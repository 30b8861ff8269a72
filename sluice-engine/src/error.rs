//! Error types for the execution engine
//!
//! Node-level errors ([`NodeError`]) are folded into an execution's error
//! count and transcript. Only [`EngineError`] escapes `PipelineEngine::execute`.

use sluice_core::domain::connection::ConnectionType;
use thiserror::Error;
use uuid::Uuid;

use crate::condition::ConditionError;
use crate::store::StoreError;

/// Failures of the connection credential store
#[derive(Debug, Error)]
pub enum CredentialError {
    /// Ciphertext is malformed or the key does not match
    #[error("Decryption failed: {0}")]
    Decryption(String),

    /// Plaintext decrypted fine but is not the expected JSON document
    #[error("Invalid connection config: {0}")]
    InvalidConfig(String),
}

/// Failures inside a source or destination adapter
#[derive(Debug, Error)]
pub enum AdapterError {
    #[error("No query or table specified")]
    NoQueryOrTable,

    #[error("No tables found in database")]
    NoTablesFound,

    #[error("Invalid connection config: {0}")]
    InvalidConnectionConfig(String),

    #[error("Invalid node config: {0}")]
    InvalidNodeConfig(String),

    /// Could not reach the database or API
    #[error("Connection failed: {0}")]
    Connection(String),

    /// The query or request ran but failed
    #[error("Source fetch error: {0}")]
    SourceFetch(String),

    #[error("Database preview error: {0}")]
    DatabasePreview(String),

    #[error("API preview error: {0}")]
    ApiPreview(String),

    #[error("Preview not supported for {0}")]
    PreviewUnsupported(ConnectionType),
}

/// Failure of a single node
#[derive(Debug, Error)]
pub enum NodeError {
    #[error("{0}")]
    MissingConfig(String),

    #[error("Invalid node config: {0}")]
    InvalidConfig(String),

    #[error("Data source {0} not found")]
    ConnectionNotFound(Uuid),

    #[error("Unsupported source type: {0}")]
    UnsupportedSourceType(ConnectionType),

    #[error("Unsupported destination type: {0}")]
    UnsupportedDestinationType(ConnectionType),

    #[error(transparent)]
    Credential(#[from] CredentialError),

    #[error(transparent)]
    Adapter(#[from] AdapterError),

    #[error(transparent)]
    Condition(#[from] ConditionError),

    #[error("Connection registry error: {0}")]
    Registry(StoreError),
}

/// Coarse grouping of node errors
#[derive(Debug, Clone, Copy, PartialEq, Eq)]
pub enum ErrorCategory {
    Config,
    Connection,
    UnsupportedType,
    Decryption,
}

impl NodeError {
    pub fn category(&self) -> ErrorCategory {
        match self {
            NodeError::MissingConfig(_)
            | NodeError::InvalidConfig(_)
            | NodeError::Condition(_)
            | NodeError::Adapter(
                AdapterError::NoQueryOrTable
                | AdapterError::NoTablesFound
                | AdapterError::InvalidNodeConfig(_)
                | AdapterError::InvalidConnectionConfig(_),
            ) => ErrorCategory::Config,
            NodeError::UnsupportedSourceType(_)
            | NodeError::UnsupportedDestinationType(_)
            | NodeError::Adapter(AdapterError::PreviewUnsupported(_)) => {
                ErrorCategory::UnsupportedType
            }
            NodeError::Credential(_) => ErrorCategory::Decryption,
            NodeError::ConnectionNotFound(_)
            | NodeError::Registry(_)
            | NodeError::Adapter(_) => ErrorCategory::Connection,
        }
    }
}

/// Failure to turn a connection id into a decrypted config
#[derive(Debug, Error)]
pub enum ResolveError {
    #[error("Data source {0} not found")]
    NotFound(Uuid),

    #[error("Connection registry error: {0}")]
    Registry(StoreError),

    #[error(transparent)]
    Credential(#[from] CredentialError),
}

impl From<ResolveError> for NodeError {
    fn from(err: ResolveError) -> Self {
        match err {
            ResolveError::NotFound(id) => NodeError::ConnectionNotFound(id),
            ResolveError::Registry(e) => NodeError::Registry(e),
            ResolveError::Credential(e) => NodeError::Credential(e),
        }
    }
}

impl From<ResolveError> for InspectError {
    fn from(err: ResolveError) -> Self {
        match err {
            ResolveError::NotFound(id) => InspectError::ConnectionNotFound(id),
            ResolveError::Registry(e) => InspectError::Registry(e),
            ResolveError::Credential(e) => InspectError::Credential(e),
        }
    }
}

/// Fatal errors that abort a pipeline run
#[derive(Debug, Error)]
pub enum EngineError {
    #[error("Execution {0} not found")]
    ExecutionNotFound(Uuid),

    #[error("Execution store error: {0}")]
    ExecutionStore(StoreError),

    #[error("Pipeline store error: {0}")]
    PipelineStore(StoreError),
}

/// Errors of the connection inspection helpers (preview and test)
#[derive(Debug, Error)]
pub enum InspectError {
    #[error("Data source {0} not found")]
    ConnectionNotFound(Uuid),

    #[error(transparent)]
    Credential(#[from] CredentialError),

    #[error(transparent)]
    Adapter(#[from] AdapterError),

    #[error("Connection registry error: {0}")]
    Registry(StoreError),
}

#[cfg(test)]
mod tests {
    use super::*;

    #[test]
    fn test_categories() {
        assert_eq!(
            NodeError::MissingConfig("x".to_string()).category(),
            ErrorCategory::Config
        );
        assert_eq!(
            NodeError::Adapter(AdapterError::NoQueryOrTable).category(),
            ErrorCategory::Config
        );
        assert_eq!(
            NodeError::Adapter(AdapterError::Connection("refused".to_string())).category(),
            ErrorCategory::Connection
        );
        assert_eq!(
            NodeError::UnsupportedSourceType(ConnectionType::AwsS3).category(),
            ErrorCategory::UnsupportedType
        );
        assert_eq!(
            NodeError::Credential(CredentialError::Decryption("bad".to_string())).category(),
            ErrorCategory::Decryption
        );
    }

    #[test]
    fn test_messages_are_carried_verbatim() {
        let err = NodeError::Adapter(AdapterError::SourceFetch(
            "relation \"Users\" does not exist".to_string(),
        ));
        assert_eq!(
            err.to_string(),
            "Source fetch error: relation \"Users\" does not exist"
        );
    }
}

====

A copy of each line in the data above that holds the string "InvalidConnectionConfig" is needed.

    InvalidConnectionConfig(String),
                | AdapterError::InvalidConnectionConfig(_),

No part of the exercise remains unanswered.